The offhand proc chance can be boosted to 60% and 80% by getting improved and greater two-weapon fighting at higher levels. But that doesn’t help out any of my low level characters, or any new player that excitedly tries out dual wielding only to discover that it’s next to useless (until much higher level). In order to slightly reduce the DPS that TWF builds were putting out at high levels, Turbine essentially completely trashed dual wielding at low levels.

[End: technical details]

DDO seems to have a problem in general that the low level and high level game are at odds. One symptom of this is that very often a build that is optimal at higher levels starts off quite weak. For example, endgame focused builds of hybrid classes often use the primary spell casting stat as a "dump stat," in some cases eliminating the ability to cast spells at all until the teens. Now we see this problem extending even to overall balancing of the game. Turbine apparently can't figure out a way to balance dual wielding save to cripple it at low levels, when squishy melee classes like Rogue and Ranger need a DPS boost the most.

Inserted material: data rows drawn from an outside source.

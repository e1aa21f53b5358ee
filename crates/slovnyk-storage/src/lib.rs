//! Slovnyk Storage -- rusqlite wrapper for history, favorites and settings.
//!
//! One database file per user. WAL mode + busy_timeout so a second client
//! instance does not trip over the first.

pub mod session;

pub use session::SessionStore;

use chrono::{SecondsFormat, Utc};
use rusqlite::{params, Connection, OptionalExtension};
use serde::{Deserialize, Serialize};
use std::path::{Path, PathBuf};
use std::sync::Mutex;

/// History rows kept after every insert.
pub const HISTORY_LIMIT: usize = 50;

const SCHEMA_VERSION: u32 = 1;

#[derive(Debug, thiserror::Error)]
pub enum StorageError {
    #[error("sqlite error: {0}")]
    Sqlite(#[from] rusqlite::Error),
    #[error("io error: {0}")]
    Io(#[from] std::io::Error),
    #[error("schema version mismatch: expected {expected}, found {found}")]
    SchemaVersionMismatch { expected: u32, found: u32 },
    #[error("empty word")]
    EmptyWord,
    #[error("lock poisoned")]
    LockPoisoned,
}

pub type Result<T> = std::result::Result<T, StorageError>;

#[derive(Debug, Clone, PartialEq, Eq, Serialize, Deserialize)]
pub struct HistoryEntry {
    pub word: String,
    pub translation: String,
    pub searched_at: String,
}

#[derive(Debug, Clone, PartialEq, Eq, Serialize, Deserialize)]
pub struct FavoriteEntry {
    pub word: String,
    pub translation: String,
    pub added_at: String,
}

/// Fallible store operations. Listings are most recent first.
pub trait Storage: Send + Sync {
    /// Insert or refresh `word`, then evict beyond the history limit.
    fn add_history(&self, word: &str, translation: &str) -> Result<()>;
    fn history(&self, limit: usize) -> Result<Vec<HistoryEntry>>;
    fn history_words(&self, limit: usize) -> Result<Vec<String>>;
    fn remove_history(&self, word: &str) -> Result<bool>;
    fn clear_history(&self) -> Result<usize>;

    /// `false` when the word is already a favorite.
    fn add_favorite(&self, word: &str, translation: &str) -> Result<bool>;
    fn remove_favorite(&self, word: &str) -> Result<bool>;
    fn is_favorite(&self, word: &str) -> Result<bool>;
    fn favorites(&self) -> Result<Vec<FavoriteEntry>>;

    fn get_setting(&self, key: &str) -> Result<Option<String>>;
    fn set_setting(&self, key: &str, value: &str) -> Result<()>;
}

fn now() -> String {
    Utc::now().to_rfc3339_opts(SecondsFormat::Micros, true)
}

fn check_word(word: &str) -> Result<&str> {
    let word = word.trim();
    if word.is_empty() {
        return Err(StorageError::EmptyWord);
    }
    Ok(word)
}

/// SQLite-backed storage.
/// Connection wrapped in Mutex for Send + Sync (rusqlite Connection is !Sync).
pub struct SqliteStorage {
    conn: Mutex<Connection>,
    db_path: PathBuf,
    history_limit: usize,
}

impl SqliteStorage {
    fn db(&self) -> Result<std::sync::MutexGuard<'_, Connection>> {
        self.conn.lock().map_err(|_| StorageError::LockPoisoned)
    }

    /// Open (or create) the database at `db_path`.
    pub fn open(db_path: &Path) -> Result<Self> {
        if let Some(parent) = db_path.parent() {
            std::fs::create_dir_all(parent)?;
        }

        let conn = Connection::open(db_path)?;
        conn.execute_batch(
            "PRAGMA journal_mode = WAL;
             PRAGMA busy_timeout = 5000;",
        )?;

        let storage = Self {
            conn: Mutex::new(conn),
            db_path: db_path.to_path_buf(),
            history_limit: HISTORY_LIMIT,
        };

        storage.ensure_schema()?;
        tracing::debug!(path = %db_path.display(), "storage opened");
        Ok(storage)
    }

    /// Keep `limit` history rows instead of [`HISTORY_LIMIT`]. Zero is
    /// treated as one.
    pub fn with_history_limit(mut self, limit: usize) -> Self {
        self.history_limit = limit.max(1);
        self
    }

    pub fn history_limit(&self) -> usize {
        self.history_limit
    }

    pub fn path(&self) -> &Path {
        &self.db_path
    }

    fn ensure_schema(&self) -> Result<()> {
        let conn = self.db()?;
        let table_exists: bool = conn.query_row(
            "SELECT COUNT(*) > 0 FROM sqlite_master WHERE type='table' AND name='schema_version'",
            [],
            |row| row.get(0),
        )?;

        if !table_exists {
            conn.execute_batch(include_str!("schema_v1.sql"))?;
            tracing::info!(version = SCHEMA_VERSION, "storage: created schema");
        }

        let version: u32 = conn
            .query_row("SELECT version FROM schema_version LIMIT 1", [], |row| {
                row.get(0)
            })
            .optional()?
            .unwrap_or(0);

        if version != SCHEMA_VERSION {
            return Err(StorageError::SchemaVersionMismatch {
                expected: SCHEMA_VERSION,
                found: version,
            });
        }
        Ok(())
    }
}

impl Storage for SqliteStorage {
    fn add_history(&self, word: &str, translation: &str) -> Result<()> {
        let word = check_word(word)?;
        let mut conn = self.db()?;
        let tx = conn.transaction()?;
        // Delete + insert so a refreshed word also gets the newest id; ids
        // break ties between equal timestamps.
        tx.execute("DELETE FROM search_history WHERE word = ?1", params![word])?;
        tx.execute(
            "INSERT INTO search_history (word, translation, searched_at) VALUES (?1, ?2, ?3)",
            params![word, translation, now()],
        )?;
        let evicted = tx.execute(
            "DELETE FROM search_history WHERE id NOT IN (
                SELECT id FROM search_history ORDER BY searched_at DESC, id DESC LIMIT ?1
             )",
            params![self.history_limit as i64],
        )?;
        tx.commit()?;
        if evicted > 0 {
            tracing::debug!(evicted, limit = self.history_limit, "history trimmed");
        }
        Ok(())
    }

    fn history(&self, limit: usize) -> Result<Vec<HistoryEntry>> {
        let conn = self.db()?;
        let mut stmt = conn.prepare(
            "SELECT word, translation, searched_at FROM search_history
             ORDER BY searched_at DESC, id DESC LIMIT ?1",
        )?;
        let rows = stmt
            .query_map(params![limit as i64], |row| {
                Ok(HistoryEntry {
                    word: row.get(0)?,
                    translation: row.get(1)?,
                    searched_at: row.get(2)?,
                })
            })?
            .collect::<std::result::Result<Vec<_>, _>>()?;
        Ok(rows)
    }

    fn history_words(&self, limit: usize) -> Result<Vec<String>> {
        let conn = self.db()?;
        let mut stmt = conn.prepare(
            "SELECT word FROM search_history ORDER BY searched_at DESC, id DESC LIMIT ?1",
        )?;
        let words = stmt
            .query_map(params![limit as i64], |row| row.get(0))?
            .collect::<std::result::Result<Vec<String>, _>>()?;
        Ok(words)
    }

    fn remove_history(&self, word: &str) -> Result<bool> {
        let conn = self.db()?;
        let n = conn.execute(
            "DELETE FROM search_history WHERE word = ?1",
            params![word.trim()],
        )?;
        Ok(n > 0)
    }

    fn clear_history(&self) -> Result<usize> {
        let conn = self.db()?;
        Ok(conn.execute("DELETE FROM search_history", [])?)
    }

    fn add_favorite(&self, word: &str, translation: &str) -> Result<bool> {
        let word = check_word(word)?;
        let conn = self.db()?;
        let n = conn.execute(
            "INSERT OR IGNORE INTO favorites (word, translation, added_at) VALUES (?1, ?2, ?3)",
            params![word, translation, now()],
        )?;
        Ok(n > 0)
    }

    fn remove_favorite(&self, word: &str) -> Result<bool> {
        let conn = self.db()?;
        let n = conn.execute("DELETE FROM favorites WHERE word = ?1", params![word.trim()])?;
        Ok(n > 0)
    }

    fn is_favorite(&self, word: &str) -> Result<bool> {
        let conn = self.db()?;
        let found: bool = conn.query_row(
            "SELECT COUNT(*) > 0 FROM favorites WHERE word = ?1",
            params![word.trim()],
            |row| row.get(0),
        )?;
        Ok(found)
    }

    fn favorites(&self) -> Result<Vec<FavoriteEntry>> {
        let conn = self.db()?;
        let mut stmt = conn.prepare(
            "SELECT word, translation, added_at FROM favorites ORDER BY added_at DESC, id DESC",
        )?;
        let rows = stmt
            .query_map([], |row| {
                Ok(FavoriteEntry {
                    word: row.get(0)?,
                    translation: row.get(1)?,
                    added_at: row.get(2)?,
                })
            })?
            .collect::<std::result::Result<Vec<_>, _>>()?;
        Ok(rows)
    }

    fn get_setting(&self, key: &str) -> Result<Option<String>> {
        let conn = self.db()?;
        let value = conn
            .query_row(
                "SELECT value FROM settings WHERE key = ?1",
                params![key],
                |row| row.get(0),
            )
            .optional()?;
        Ok(value)
    }

    fn set_setting(&self, key: &str, value: &str) -> Result<()> {
        let conn = self.db()?;
        conn.execute(
            "INSERT INTO settings (key, value) VALUES (?1, ?2)
             ON CONFLICT(key) DO UPDATE SET value = excluded.value",
            params![key, value],
        )?;
        Ok(())
    }
}
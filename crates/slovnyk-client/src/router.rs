//! Verb wrappers over a [`Transport`].
//!
//! Each wrapper builds the fixed wire text for its verb and returns exactly
//! what the transport returned, including `""` for "nothing came back".

use slovnyk_protocol::{Command, Response};

use crate::Transport;

pub trait Router: Transport {
    /// Send a typed command and parse the reply once.
    fn request(&self, command: &Command) -> Response {
        if let Err(e) = command.validate() {
            tracing::warn!(verb = command.verb(), error = %e, "sending command with unsafe field");
        }
        Response::parse_reply(command, &self.send_command(&command.to_wire()))
    }

    fn translate(&self, word: &str) -> String {
        self.send_command(&format!("TRANSLATE|{word}|"))
    }

    fn add(&self, ukrainian: &str, english: &str) -> String {
        self.send_command(&format!("ADD|{ukrainian}|{english}"))
    }

    fn add_word(&self, word: &str, definition: &str) -> String {
        self.send_command(&format!("ADD_WORD|{word}|{definition}"))
    }

    fn delete_word(&self, headword: &str) -> String {
        self.send_command(&format!("DELETE|{headword}|"))
    }

    fn update_word(&self, headword: &str, definition: &str) -> String {
        self.send_command(&format!("UPDATE|{headword}|{definition}"))
    }

    fn random_word(&self) -> String {
        self.send_command("GET_RANDOM|")
    }
}

impl<T: Transport + ?Sized> Router for T {}
//! Integration test entry point for slovnyk-app.
//!
//! Run with: cargo test --test integration

mod harness;
mod session;
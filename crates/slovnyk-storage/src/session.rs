//! Best-effort facade used by the UI layer.
//!
//! Failures are logged and collapse to `false`, an empty list or the given
//! default. Nothing here returns an error.

use std::path::Path;

use crate::{FavoriteEntry, HistoryEntry, SqliteStorage, Storage};

pub struct SessionStore {
    storage: Box<dyn Storage>,
}

impl SessionStore {
    pub fn new(storage: impl Storage + 'static) -> Self {
        Self {
            storage: Box::new(storage),
        }
    }

    /// Open the SQLite store at `path` keeping `history_limit` rows.
    pub fn open(path: &Path, history_limit: usize) -> crate::Result<Self> {
        let storage = SqliteStorage::open(path)?.with_history_limit(history_limit);
        Ok(Self::new(storage))
    }

    pub fn storage(&self) -> &dyn Storage {
        self.storage.as_ref()
    }

    pub fn add_history(&self, word: &str, translation: &str) -> bool {
        match self.storage.add_history(word, translation) {
            Ok(()) => {
                tracing::debug!(word, "added to history");
                true
            }
            Err(e) => {
                tracing::warn!(word, error = %e, "failed to add history entry");
                false
            }
        }
    }

    pub fn get_history(&self, limit: usize) -> Vec<HistoryEntry> {
        self.storage.history(limit).unwrap_or_else(|e| {
            tracing::warn!(error = %e, "failed to read history");
            Vec::new()
        })
    }

    pub fn get_history_words(&self, limit: usize) -> Vec<String> {
        self.storage.history_words(limit).unwrap_or_else(|e| {
            tracing::warn!(error = %e, "failed to read history");
            Vec::new()
        })
    }

    pub fn remove_history(&self, word: &str) -> bool {
        self.storage.remove_history(word).unwrap_or_else(|e| {
            tracing::warn!(word, error = %e, "failed to remove history entry");
            false
        })
    }

    pub fn clear_history(&self) -> bool {
        match self.storage.clear_history() {
            Ok(n) => {
                tracing::info!(removed = n, "history cleared");
                true
            }
            Err(e) => {
                tracing::warn!(error = %e, "failed to clear history");
                false
            }
        }
    }

    pub fn add_favorite(&self, word: &str, translation: &str) -> bool {
        self.storage.add_favorite(word, translation).unwrap_or_else(|e| {
            tracing::warn!(word, error = %e, "failed to add favorite");
            false
        })
    }

    pub fn remove_favorite(&self, word: &str) -> bool {
        self.storage.remove_favorite(word).unwrap_or_else(|e| {
            tracing::warn!(word, error = %e, "failed to remove favorite");
            false
        })
    }

    pub fn is_favorite(&self, word: &str) -> bool {
        self.storage.is_favorite(word).unwrap_or_else(|e| {
            tracing::warn!(word, error = %e, "failed to check favorite");
            false
        })
    }

    /// `(word, translation)` pairs, most recent first.
    pub fn get_favorites(&self) -> Vec<(String, String)> {
        self.get_favorite_entries()
            .into_iter()
            .map(|f| (f.word, f.translation))
            .collect()
    }

    pub fn get_favorite_entries(&self) -> Vec<FavoriteEntry> {
        self.storage.favorites().unwrap_or_else(|e| {
            tracing::warn!(error = %e, "failed to read favorites");
            Vec::new()
        })
    }

    pub fn get_setting(&self, key: &str, default: &str) -> String {
        match self.storage.get_setting(key) {
            Ok(Some(value)) => value,
            Ok(None) => default.to_string(),
            Err(e) => {
                tracing::warn!(key, error = %e, "failed to read setting");
                default.to_string()
            }
        }
    }

    pub fn set_setting(&self, key: &str, value: &str) -> bool {
        match self.storage.set_setting(key, value) {
            Ok(()) => true,
            Err(e) => {
                tracing::warn!(key, error = %e, "failed to write setting");
                false
            }
        }
    }
}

Oddly enough, Turbine's stated reason for modifying two-weapon fighting wasn’t primarilly to reduce the DPS it does. Supposedly, they did it to reduced combat lag in raids. They claim to have nerfed one of the most popular fighting styles across the board to address an issue that the majority of players will never encounter. My reaction to that is (A) we are not stupid, we know that the main point likely is to reduce the DPS of TWF builds, and (B) if combat lag in raids really was their main reason for the change, they just nerfed the hell much of the player base…particularly low level players and new players… to improve the endgame. That would be an abysmally stupid approach to the problem.

New players are the lifeblood of a MMO. Making their gameplay more difficult to help out the end game vets that are already committed to your game is poor business. The vets really don't give the first crap about the low level game. New players, on the other hand, will stay or quit based on it.